**Problem requirements:**
Write out, word for word, every line in the data below from the one containing "gallery grid cells" to the one containing "pub const STAGGER_AMOUNT: f32 = 120.0;", both of them included.

**Material provided:**
↓

//! Application-wide constants.
//!
//! Centralizes magic numbers and layout values to make the codebase
//! more maintainable and self-documenting.

// ============================================================================
// Layout Constants
// ============================================================================

/// Height of the header bar in pixels
pub const HEADER_HEIGHT: f32 = 56.0;

/// Height of the footer bar in pixels
pub const FOOTER_HEIGHT: f32 = 32.0;

/// Horizontal gap between carousel cards in pixels
pub const CARD_GAP: f32 = 48.0;

/// Default carousel card width
pub const CARD_WIDTH: f32 = 440.0;

/// Default carousel card height
pub const CARD_HEIGHT: f32 = 580.0;

/// Width reserved for the caption block at the head of the carousel track
pub const CAPTION_BLOCK_WIDTH: f32 = 420.0;

/// Width of the trailing "View All Works" card
pub const VIEW_ALL_CARD_WIDTH: f32 = 350.0;

/// Height of the trailing "View All Works" card
pub const VIEW_ALL_CARD_HEIGHT: f32 = 450.0;

/// Trailing padding after the last card, in track units
pub const TRACK_END_PADDING: f32 = 80.0;

/// Height of the hero block above the carousel on the home view
pub const HERO_HEIGHT: f32 = 180.0;

/// Minimum width of a gallery grid column
pub const GRID_MIN_COLUMN_WIDTH: f32 = 300.0;

/// Gap between gallery grid cells
pub const GRID_GAP: f32 = 32.0;

// ============================================================================
// Carousel Tuning Defaults
// ============================================================================
// Product/UX tuning values carried over from the shipped site. They are the
// defaults for the settings `tuning` block, not hard-wired behavior.

/// Drag amplification: track distance per pixel of pointer travel
pub const DRAG_SENSITIVITY: f32 = 2.0;

/// Distance scrolled by one nav-button press or arrow key, in track units
pub const SCROLL_STEP: f32 = 500.0;

/// Progress at which the intro caption is fully faded out
pub const CAPTION_FADE_END: f32 = 0.3;

/// Progress at which staggered cards have converged to baseline
pub const STAGGER_CONVERGE_END: f32 = 0.35;

/// Initial vertical displacement of staggered cards, in pixels
pub const STAGGER_AMOUNT: f32 = 120.0;

// ============================================================================
// Animation & Timing
// ============================================================================

/// Duration of an eased nav scroll in seconds
pub const SCROLL_ANIMATION_DURATION: f64 = 0.45;

/// How long the lightbox usage hint stays up, in milliseconds
pub const LIGHTBOX_HINT_MS: u64 = 8_000;

/// Default toast lifetime in milliseconds
pub const TOAST_LIFETIME_MS: u64 = 4_000;

/// Wheel line-delta to track-units multiplier
pub const WHEEL_LINE_STEP: f32 = 20.0;

// ============================================================================
// Artwork Display
// ============================================================================

/// Maximum dimension for artwork cards (scaled down if larger)
pub const MAX_IMAGE_DIMENSION: f32 = 800.0;

/// Fallback artwork size when the image file cannot be probed
pub const DEFAULT_IMAGE_SIZE: (f32, f32) = (600.0, 800.0);

// ============================================================================
// Enquiry Form
// ============================================================================

/// Minimum length of a non-empty enquiry message
pub const MIN_MESSAGE_LEN: usize = 10;

/// Address enquiries are sent to when no endpoint is configured
pub const ENQUIRY_MAILTO: &str = "studio@atelier.app";

// ============================================================================
// UI Spacing Constants (for visual consistency)
// ============================================================================

/// Border radius - Small (buttons, inputs)
pub const BORDER_RADIUS_SM: f32 = 4.0;
/// Border radius - Medium (cards, dialogs)
pub const BORDER_RADIUS_MD: f32 = 6.0;
/// Border radius - Large (modals, panels)
pub const BORDER_RADIUS_LG: f32 = 10.0;

/// Padding - Small
pub const PADDING_SM: f32 = 8.0;
/// Padding - Medium
pub const PADDING_MD: f32 = 12.0;
/// Padding - Large
pub const PADDING_LG: f32 = 16.0;

/// Button height - Medium
pub const BUTTON_HEIGHT_MD: f32 = 32.0;
/// Button height - Large
pub const BUTTON_HEIGHT_LG: f32 = 44.0;

// ============================================================================
// Modal Dimensions
// ============================================================================

/// Enquiry modal width
pub const MODAL_WIDTH_MD: f32 = 560.0;

/// Backdrop opacity for modal overlays
pub const MODAL_BACKDROP_OPACITY: f32 = 0.6;

/// Backdrop opacity for the lightbox (darker, per the shipped site)
pub const LIGHTBOX_BACKDROP_OPACITY: f32 = 0.95;
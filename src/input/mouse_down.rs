//! Mouse down event handling - drag session start.

use crate::app::Atelier;
use crate::profile_scope;
use crate::types::AppView;
use gpui::*;

impl Atelier {
    pub fn handle_mouse_down(
        &mut self,
        event: &MouseDownEvent,
        window: &mut Window,
        cx: &mut Context<Self>,
    ) {
        profile_scope!("handle_mouse_down");

        // Overlays own the pointer while open
        if self.lightbox.is_open() || self.enquiry.is_open() {
            return;
        }

        if self.navigation.view != AppView::Home {
            return;
        }

        let Some(region) = self.carousel.region else {
            return;
        };
        if !region.contains(&event.position) {
            return;
        }

        // Clicking the region also gives it focus so arrow keys work
        window.focus(&self.system.carousel_focus);

        self.carousel.track.begin_drag(f32::from(event.position.x));
        if self.carousel.track.is_dragging() {
            cx.notify();
        }
    }
}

↑

**Answer box:**
/// Gap between gallery grid cells
pub const GRID_GAP: f32 = 32.0;

// ============================================================================
// Carousel Tuning Defaults
// ============================================================================
// Product/UX tuning values carried over from the shipped site. They are the
// defaults for the settings `tuning` block, not hard-wired behavior.

/// Drag amplification: track distance per pixel of pointer travel
pub const DRAG_SENSITIVITY: f32 = 2.0;

/// Distance scrolled by one nav-button press or arrow key, in track units
pub const SCROLL_STEP: f32 = 500.0;

/// Progress at which the intro caption is fully faded out
pub const CAPTION_FADE_END: f32 = 0.3;

/// Progress at which staggered cards have converged to baseline
pub const STAGGER_CONVERGE_END: f32 = 0.35;

/// Initial vertical displacement of staggered cards, in pixels
pub const STAGGER_AMOUNT: f32 = 120.0;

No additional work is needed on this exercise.